Compiled by Yamini Sequeira

PATH TO SELF-SUFFICIENCY

Aroshan Seresinhe evaluates opportunities in pharmaceuticals and chemicals here in Sri Lanka

Q: What role can import substitution play in reducing reliance on foreign chemicals and strengthening domestic manufacturing capacity?

A: Import substitution plays a critical role in building self-reliance and enhancing industrial resilience. However, reducing dependence on foreign chemical imports requires capital investment and technical expertise, to extract and process locally available raw materials such as graphite, ilmenite, phosphates and limestone.

Attracting foreign companies with advanced processing technologies and value addition capabilities through joint ventures could be a viable strategy.

Such partnerships could be catalysed by extending targeted incentives and feasible tax concessions, ideally in collaboration with local industry players. Joint ventures could also provide access to foreign markets and support export upscaling.

The goal should be to develop comparative advantages in select niche segments, enabling Sri Lanka to establish a strong global reputation for quality and sustainability over time.

Essentially, import substitution efforts should prioritise non-toxic and environmentally sustainable processes that align with global demand trends while ensuring cost competitiveness.

Q: What opportunities exist for local manufacturers to supply specialty chemicals to export driven industries?

A: Since local value addition is minimal, Sri Lanka imports over 70 percent of textiles for the apparel industry along with dyes and chemicals.

Against this backdrop, viable backward integration opportunities should be seized to produce yarn required for textile weaving while simultaneously setting up textile mills with foreign investments.

Bilateral agreements with the US and India to supply cotton for yarn manufacturing could serve as an additional avenue. Ideally, greater cost competitiveness is required, along with a higher percentage of value addition in high-end garment manufacturing and other niche segments.

Finishing chemicals such as flame retardants and water repellents could be produced locally in export zones by partnering with foreign companies. Ilmenite, a valuable raw material for high grade titanium dioxide used in the rubber and paint industries, presents another opportunity.

However, it is capital intensive and requires attracting foreign companies with global market access to build local expertise in ilmenite exports.
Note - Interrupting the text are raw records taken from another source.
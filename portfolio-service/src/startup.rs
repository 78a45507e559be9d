//! Application startup and lifecycle management.
//!
//! [`build_router`] is the whole HTTP surface and can be mounted by an
//! embedding host; [`Application`] binds it to a socket for standalone runs.

use crate::config::PortfolioConfig;
use crate::handlers;
use crate::services::providers::gemini::GeminiChatProvider;
use crate::services::providers::ChatProvider;
use crate::services::{Catalog, ChatRelay};
use axum::{
    middleware::from_fn,
    routing::{get, post},
    Router,
};
use service_core::error::AppError;
use service_core::middleware::{
    metrics_middleware, request_id_middleware, security_headers_middleware, REQUEST_ID_HEADER,
};
use std::net::SocketAddr;
use std::sync::Arc;
use tokio::net::TcpListener;
use tokio::signal;
use tower_http::cors::CorsLayer;
use tower_http::trace::TraceLayer;

/// Shared application state.
#[derive(Clone)]
pub struct AppState {
    pub config: PortfolioConfig,
    pub catalog: Arc<Catalog>,
    pub chat: ChatRelay,
}

impl AppState {
    /// State for a deployment: seeded catalog, Gemini when a key is set.
    pub fn from_config(config: PortfolioConfig) -> Result<Self, AppError> {
        let chat = match config.gemini_provider_config() {
            Some(gemini_config) => {
                let model = gemini_config.model.clone();
                let provider: Arc<dyn ChatProvider> = Arc::new(
                    GeminiChatProvider::new(gemini_config)
                        .map_err(|e| AppError::ConfigError(anyhow::anyhow!(e)))?,
                );
                tracing::info!(model = %model, "Initialized Gemini chat provider");
                ChatRelay::new(provider)
            }
            None => {
                tracing::warn!("GEMINI_API_KEY not set; /api/chat will answer with 500");
                ChatRelay::unconfigured()
            }
        };

        Ok(Self {
            config,
            catalog: Arc::new(Catalog::seeded()),
            chat,
        })
    }
}

/// All routes with CORS open to every origin.
pub fn build_router(state: AppState) -> Router {
    Router::new()
        .route("/health", get(handlers::health_check))
        .route("/metrics", get(handlers::metrics_endpoint))
        .route("/api", get(handlers::api_status))
        .route("/api/personal-info", get(handlers::personal_info))
        .route("/api/tech-stacks", get(handlers::tech_stacks))
        .route("/api/projects", get(handlers::list_projects))
        .route("/api/seo-settings", get(handlers::seo_settings))
        .route("/api/chat", post(handlers::chat))
        .route_layer(from_fn(metrics_middleware))
        .fallback(handlers::not_found)
        // Add tracing layer
        .layer(
            TraceLayer::new_for_http().make_span_with(|request: &axum::http::Request<_>| {
                let request_id = request
                    .headers()
                    .get(REQUEST_ID_HEADER)
                    .and_then(|value| value.to_str().ok())
                    .unwrap_or("-");

                tracing::info_span!(
                    "http_request",
                    request_id = %request_id,
                    method = %request.method(),
                    uri = %request.uri(),
                    version = ?request.version(),
                )
            }),
        )
        // Add tracing middleware for request_id
        .layer(from_fn(request_id_middleware))
        .layer(from_fn(security_headers_middleware))
        .layer(CorsLayer::permissive())
        .with_state(state)
}

/// Application container for managing server lifecycle.
pub struct Application {
    port: u16,
    listener: TcpListener,
    router: Router,
}

impl Application {
    /// Build the application with the given configuration.
    pub async fn build(config: PortfolioConfig) -> Result<Self, AppError> {
        let state = AppState::from_config(config)?;
        Self::build_with_state(state).await
    }

    /// Bind `state`'s router on the configured port (0 = random, for tests).
    pub async fn build_with_state(state: AppState) -> Result<Self, AppError> {
        let addr = SocketAddr::from(([0, 0, 0, 0], state.config.common.port));
        let listener = TcpListener::bind(addr).await.map_err(|e| {
            tracing::error!("Failed to bind TCP listener to {}: {}", addr, e);
            AppError::from(e)
        })?;
        let port = listener.local_addr()?.port();

        tracing::info!("Portfolio API listening on port {}", port);

        Ok(Self {
            port,
            listener,
            router: build_router(state),
        })
    }

    pub fn port(&self) -> u16 {
        self.port
    }

    /// Serve until Ctrl+C or SIGTERM.
    pub async fn run_until_stopped(self) -> std::io::Result<()> {
        axum::serve(self.listener, self.router)
            .with_graceful_shutdown(shutdown_signal())
            .await
    }
}

async fn shutdown_signal() {
    let ctrl_c = async {
        if let Err(e) = signal::ctrl_c().await {
            tracing::error!("Failed to install Ctrl+C handler: {}", e);
            std::future::pending::<()>().await;
        }
    };

    #[cfg(unix)]
    let terminate = async {
        match signal::unix::signal(signal::unix::SignalKind::terminate()) {
            Ok(mut sigterm) => {
                sigterm.recv().await;
            }
            Err(e) => {
                tracing::error!("Failed to install SIGTERM handler: {}", e);
                std::future::pending::<()>().await;
            }
        }
    };

    #[cfg(not(unix))]
    let terminate = std::future::pending::<()>();

    tokio::select! {
        _ = ctrl_c => {},
        _ = terminate => {},
    }

    tracing::info!("Shutdown signal received");
}
//! In-memory portfolio content.
//!
//! A [`Catalog`] is assembled once at startup and shared read-only between
//! requests behind an `Arc`, so lookups never lock.

use super::seed;
use crate::models::{Profile, Project, SeoSettings, TechStackEntry};
use chrono::Utc;

#[derive(Debug, Clone)]
pub struct Catalog {
    profile: Profile,
    tech_stacks: Vec<TechStackEntry>,
    projects: Vec<Project>,
    seo_settings: SeoSettings,
}

impl Catalog {
    pub fn new(
        profile: Profile,
        tech_stacks: Vec<TechStackEntry>,
        projects: Vec<Project>,
        seo_settings: SeoSettings,
    ) -> Self {
        Self {
            profile,
            tech_stacks,
            projects,
            seo_settings,
        }
    }

    /// The published portfolio content, timestamped with the current instant.
    pub fn seeded() -> Self {
        let now = Utc::now();
        Self::new(
            seed::profile(now),
            seed::tech_stacks(),
            seed::projects(),
            seed::seo_settings(now),
        )
    }

    pub fn profile(&self) -> &Profile {
        &self.profile
    }

    pub fn seo_settings(&self) -> &SeoSettings {
        &self.seo_settings
    }

    /// Active entries in insertion order. `order` is carried for the client
    /// and not used to re-sort.
    pub fn active_tech_stacks(&self) -> Vec<TechStackEntry> {
        self.tech_stacks
            .iter()
            .filter(|t| t.is_active)
            .cloned()
            .collect()
    }

    /// Projects whose status equals `status` exactly, or all of them.
    pub fn projects(&self, status: Option<&str>) -> Vec<Project> {
        self.projects
            .iter()
            .filter(|p| status.map_or(true, |s| p.status.as_str() == s))
            .cloned()
            .collect()
    }
}
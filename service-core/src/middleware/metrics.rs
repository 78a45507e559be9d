use axum::{
    extract::{MatchedPath, Request},
    middleware::Next,
    response::Response,
};
use metrics::{counter, histogram};
use std::time::Instant;

/// Records `http_requests_total` and `http_request_duration_seconds`.
///
/// Install with `Router::route_layer` so the path label is the matched route
/// template rather than the raw URI.
pub async fn metrics_middleware(req: Request, next: Next) -> Response {
    let start = Instant::now();
    let method = req.method().to_string();
    let path = req
        .extensions()
        .get::<MatchedPath>()
        .map(|p| p.as_str().to_string())
        .unwrap_or_else(|| "unmatched".to_string());

    let response = next.run(req).await;

    let duration = start.elapsed();
    let status = response.status().as_u16().to_string();

    let labels = [("method", method), ("path", path), ("status", status)];

    counter!("http_requests_total", &labels).increment(1);
    histogram!("http_request_duration_seconds", &labels).record(duration.as_secs_f64());

    response
}
//! Portfolio API service.
//!
//! Serves the site owner's profile, tech stack, projects and SEO metadata from
//! in-memory data and relays visitor chat messages to Gemini.

pub mod config;
pub mod dtos;
pub mod handlers;
pub mod models;
pub mod services;
pub mod startup;
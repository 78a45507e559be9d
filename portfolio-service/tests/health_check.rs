mod common;

use common::{test_state, TestApp};
use portfolio_service::services::ChatRelay;
use reqwest::Client;

#[tokio::test]
async fn health_check_works() {
    let app = TestApp::spawn(test_state(ChatRelay::unconfigured())).await;
    let client = Client::new();

    let response = client
        .get(format!("{}/health", app.address))
        .send()
        .await
        .expect("Failed to execute request");

    assert!(response.status().is_success());

    let body: serde_json::Value = response.json().await.expect("Failed to parse JSON");
    assert_eq!(body["status"], "ok");
    assert_eq!(body["service"], "portfolio-service");
}

#[tokio::test]
async fn api_liveness_over_the_wire() {
    let app = TestApp::spawn(test_state(ChatRelay::unconfigured())).await;
    let client = Client::new();

    let response = client
        .get(format!("{}/api?foo=bar", app.address))
        .send()
        .await
        .expect("Failed to execute request");

    assert!(response.status().is_success());
    assert!(response
        .headers()
        .get("content-type")
        .and_then(|v| v.to_str().ok())
        .is_some_and(|ct| ct.starts_with("application/json")));

    let body: serde_json::Value = response.json().await.expect("Failed to parse JSON");
    assert_eq!(
        body,
        serde_json::json!({ "status": "ok", "message": "Portfolio API is running" })
    );
}

#[tokio::test]
async fn metrics_endpoint_returns_text() {
    let app = TestApp::spawn(test_state(ChatRelay::unconfigured())).await;
    let client = Client::new();

    let response = client
        .get(format!("{}/metrics", app.address))
        .send()
        .await
        .expect("Failed to execute request");

    assert!(response.status().is_success());

    let content_type = response
        .headers()
        .get("content-type")
        .expect("Missing content-type header")
        .to_str()
        .expect("Invalid content-type");

    assert!(content_type.starts_with("text/plain"));
}
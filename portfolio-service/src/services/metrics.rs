//! Metrics collection and Prometheus export.
//!
//! Initializes the metrics exporter and provides the /metrics endpoint handler.
//! Recording before [`init_metrics`] is a no-op.

use metrics::{counter, histogram};
use metrics_exporter_prometheus::{PrometheusBuilder, PrometheusHandle};
use service_core::error::AppError;
use std::sync::OnceLock;
use std::time::Duration;

/// Global handle to the Prometheus recorder.
pub static METRICS_HANDLE: OnceLock<PrometheusHandle> = OnceLock::new();

/// Initialize the metrics recorder.
///
/// Call once at startup before any metrics are recorded.
pub fn init_metrics() -> Result<(), AppError> {
    let handle = PrometheusBuilder::new().install_recorder().map_err(|e| {
        AppError::InternalError(anyhow::anyhow!(
            "failed to install Prometheus recorder: {}",
            e
        ))
    })?;

    METRICS_HANDLE.set(handle).map_err(|_| {
        AppError::InternalError(anyhow::anyhow!(
            "failed to set metrics handle: already initialized"
        ))
    })
}

/// Get the current metrics in Prometheus text format.
pub fn get_metrics() -> String {
    METRICS_HANDLE
        .get()
        .map(|handle| handle.render())
        .unwrap_or_else(|| "# Metrics recorder not initialized".to_string())
}

/// outcome: success, provider_error, unconfigured
pub fn record_chat_outcome(outcome: &'static str) {
    counter!("chat_requests_total", "outcome" => outcome).increment(1);
}

pub fn record_provider_latency(provider: &'static str, elapsed: Duration) {
    histogram!("chat_provider_latency_seconds", "provider" => provider)
        .record(elapsed.as_secs_f64());
}

pub fn record_provider_error(provider: &'static str, error_type: &'static str) {
    counter!(
        "chat_provider_errors_total",
        "provider" => provider,
        "error_type" => error_type
    )
    .increment(1);
}
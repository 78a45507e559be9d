use serde::{Deserialize, Serialize};

#[derive(Debug, Default, Deserialize)]
pub struct ChatRequest {
    #[serde(default)]
    pub message: Option<String>,
}

impl ChatRequest {
    /// Lenient parse: a body that is not a JSON object with a string
    /// `message` is treated like an empty request.
    pub fn from_body(body: &[u8]) -> Self {
        serde_json::from_slice(body).unwrap_or_default()
    }

    /// The message when present and non-empty.
    pub fn message(&self) -> Option<&str> {
        self.message.as_deref().filter(|m| !m.is_empty())
    }
}

#[derive(Debug, Serialize, Deserialize)]
pub struct ChatResponse {
    pub reply: String,
}
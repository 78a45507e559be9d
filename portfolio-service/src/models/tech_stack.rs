use serde::{Deserialize, Serialize};

#[derive(Debug, Clone, PartialEq, Serialize, Deserialize)]
#[serde(rename_all = "camelCase")]
pub struct TechStackEntry {
    pub id: String,
    pub name: String,
    /// Icon slug understood by the frontend (e.g. `react`).
    pub icon: String,
    /// Brand color as a CSS hex string.
    pub color: String,
    pub order: i32,
    pub is_active: bool,
}
use crate::models::{Profile, SeoSettings, TechStackEntry};
use crate::startup::AppState;
use axum::{extract::State, Json};

pub async fn personal_info(State(state): State<AppState>) -> Json<Profile> {
    Json(state.catalog.profile().clone())
}

pub async fn tech_stacks(State(state): State<AppState>) -> Json<Vec<TechStackEntry>> {
    Json(state.catalog.active_tech_stacks())
}

pub async fn seo_settings(State(state): State<AppState>) -> Json<SeoSettings> {
    Json(state.catalog.seo_settings().clone())
}
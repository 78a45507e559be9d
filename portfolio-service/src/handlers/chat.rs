use crate::dtos::{ChatRequest, ChatResponse};
use crate::startup::AppState;
use axum::{body::Bytes, extract::State, Json};
use service_core::error::AppError;

/// Relay one visitor message to the chat provider.
///
/// The body is read raw so a missing or unparsable payload is reported as a
/// missing message.
pub async fn chat(
    State(state): State<AppState>,
    body: Bytes,
) -> Result<Json<ChatResponse>, AppError> {
    let request = ChatRequest::from_body(&body);
    let message = request
        .message()
        .ok_or_else(|| AppError::BadRequest(anyhow::anyhow!("Message is required")))?;

    let reply = state.chat.relay(message).await?;

    Ok(Json(ChatResponse { reply }))
}
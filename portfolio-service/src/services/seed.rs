//! Content served by the portfolio API.

use crate::models::{Profile, Project, ProjectStatus, SeoSettings, SocialLinks, TechStackEntry};
use chrono::{DateTime, Utc};

pub fn profile(now: DateTime<Utc>) -> Profile {
    Profile {
        id: "1".to_string(),
        name: "Naufal Ananta".to_string(),
        title: "Full Stack Developer".to_string(),
        bio: "Passionate developer dengan pengalaman dalam membangun aplikasi web modern \
              menggunakan React, Node.js, dan berbagai teknologi terkini."
            .to_string(),
        email: "anantanaufal250@gmail.com".to_string(),
        location: "Indonesia".to_string(),
        avatar: "/avatar.jpg".to_string(),
        social_media: SocialLinks {
            github: "https://github.com/NaufalAnantaSE".to_string(),
            linkedin: "https://linkedin.com/in/naufalananta".to_string(),
            twitter: String::new(),
            instagram: String::new(),
        },
        updated_at: now,
    }
}

pub fn tech_stacks() -> Vec<TechStackEntry> {
    [
        ("React", "react", "#61DAFB"),
        ("Node.js", "nodejs", "#339933"),
        ("TypeScript", "typescript", "#3178C6"),
        ("Next.js", "nextjs", "#000000"),
        ("Tailwind CSS", "tailwindcss", "#06B6D4"),
        ("PostgreSQL", "postgresql", "#4169E1"),
        ("MongoDB", "mongodb", "#47A248"),
        ("Docker", "docker", "#2496ED"),
    ]
    .into_iter()
    .zip(1..)
    .map(|((name, icon, color), order)| TechStackEntry {
        id: order.to_string(),
        name: name.to_string(),
        icon: icon.to_string(),
        color: color.to_string(),
        order,
        is_active: true,
    })
    .collect()
}

pub fn projects() -> Vec<Project> {
    vec![
        Project {
            id: "1".to_string(),
            title: "Portfolio Website".to_string(),
            description: "Website portfolio personal dengan Astro.js dan AI chatbot".to_string(),
            year: 2025,
            image: "/projects/portfolio.jpg".to_string(),
            github_url: "https://github.com/NaufalAnantaSE/astro-portfolio".to_string(),
            website_url: String::new(),
            alt: "Portfolio Website".to_string(),
            status: ProjectStatus::Published,
            order: 1,
        },
        Project {
            id: "2".to_string(),
            title: "Comparativo".to_string(),
            description: "Aplikasi perbandingan performa gRPC vs REST API".to_string(),
            year: 2026,
            image: "/projects/comparativo.jpg".to_string(),
            github_url: "https://github.com/NaufalAnantaSE/comparativo".to_string(),
            website_url: String::new(),
            alt: "Comparativo".to_string(),
            status: ProjectStatus::Published,
            order: 2,
        },
    ]
}

pub fn seo_settings(now: DateTime<Utc>) -> SeoSettings {
    SeoSettings {
        id: "1".to_string(),
        site_title: "Naufal Ananta - Full Stack Developer".to_string(),
        site_description: "Portfolio Naufal Ananta, Full Stack Developer dari Indonesia"
            .to_string(),
        keywords: ["developer", "fullstack", "react", "nodejs", "portfolio"]
            .into_iter()
            .map(String::from)
            .collect(),
        og_image: "/og-image.jpg".to_string(),
        twitter_card: "summary_large_image".to_string(),
        favicon: "/favicon.ico".to_string(),
        updated_at: now,
    }
}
Ultimately, government level intervention and a consistent policy framework are essential, to protect and attract foreign investors.

Q: What role can public-private partnerships (PPPs) play in reducing the country’s reliance on imported pharmaceuticals?

A: Currently, 85 percent of pharmaceutical requirements are imported. If PPPs were not restricted solely to the local private sector, they would enable Sri Lanka to emerge as a pharmaceutical export hub.

The existing rule that requires majority shareholding to remain with the local party – since foreign entities cannot hold a majority in drug manufacturing – deters credible foreign investors who may be unwilling to share their technology and know-how.

Therefore, regulations governing the pharmaceutical manufacturing sector must be revisited to attract superior knowhow for manufacturing advanced molecules.

Q: What opportunities do you see for innovation in generic drug production and alternative medicine?

A: As a high middle-income country, Sri Lanka has the potential to commercialise innovations in pharmaceuticals and alternative medicines.

For instance, credible global research institutes or universities involved in pharmaceutical R&D could conduct clinical trials locally, going on to manufacturing advanced molecules for export. However, a policy framework is needed to facilitate this process.

Similarly, in an unregulated space, the country’s herbal and Ayurveda sector holds a unique advantage. Some products are supported by time-tested usage and in certain cases, data backed clinical trials. This combination of traditional efficacy and emerging scientific validation can offer a competitive edge in both domestic and export markets.

An opportunity lies in the extraction of chemical substances from local medicinal herbs that are used in the pharmaceutical sector.

Q: How are pharmaceutical companies integrating digital health and AI technologies?

A: Artificial intelligence and digital platform usage is poor in Sri Lanka. Against this backdrop, relevant laws need to be revamped.

For instance, medical regulatory authorities could transform digital health by establishing a national register of patients while also streamlining pharmaceutical manufacturing processes.

Q: What are the prospects for scaling up organic agriculture and meeting global certification standards?

A: As a nation facing food security concerns and limited land mass for agricultural production, constraints exist in expanding organic food cultivation.

However, there’s an opportunity to cultivate crops such as jackfruit, breadfruit and Moringa, which are not commercially cultivated. Organic tea too can be produced using marginal tea lands.

Q: What measures are needed to reduce post-harvest waste?

A: A substantial portion of agricultural produce is wasted in the hands of unorganised private dealers. Instead, the corporate sector should enter the agri produce supply chain backed by policy consistency and multilateral or donor funded projects such as the value chain initiative by the Asian Development Bank (ADB).

Cold chain storage units are urgently required in Dambulla, Welimada, Thanamalwila and Jaffna. A pilot PPP can be commissioned using the cold room complex in Dambulla, developed under the recently opened aid programme by the Government of India.

The interviewee is the Group Chief Executive Officer of CIC Holdings.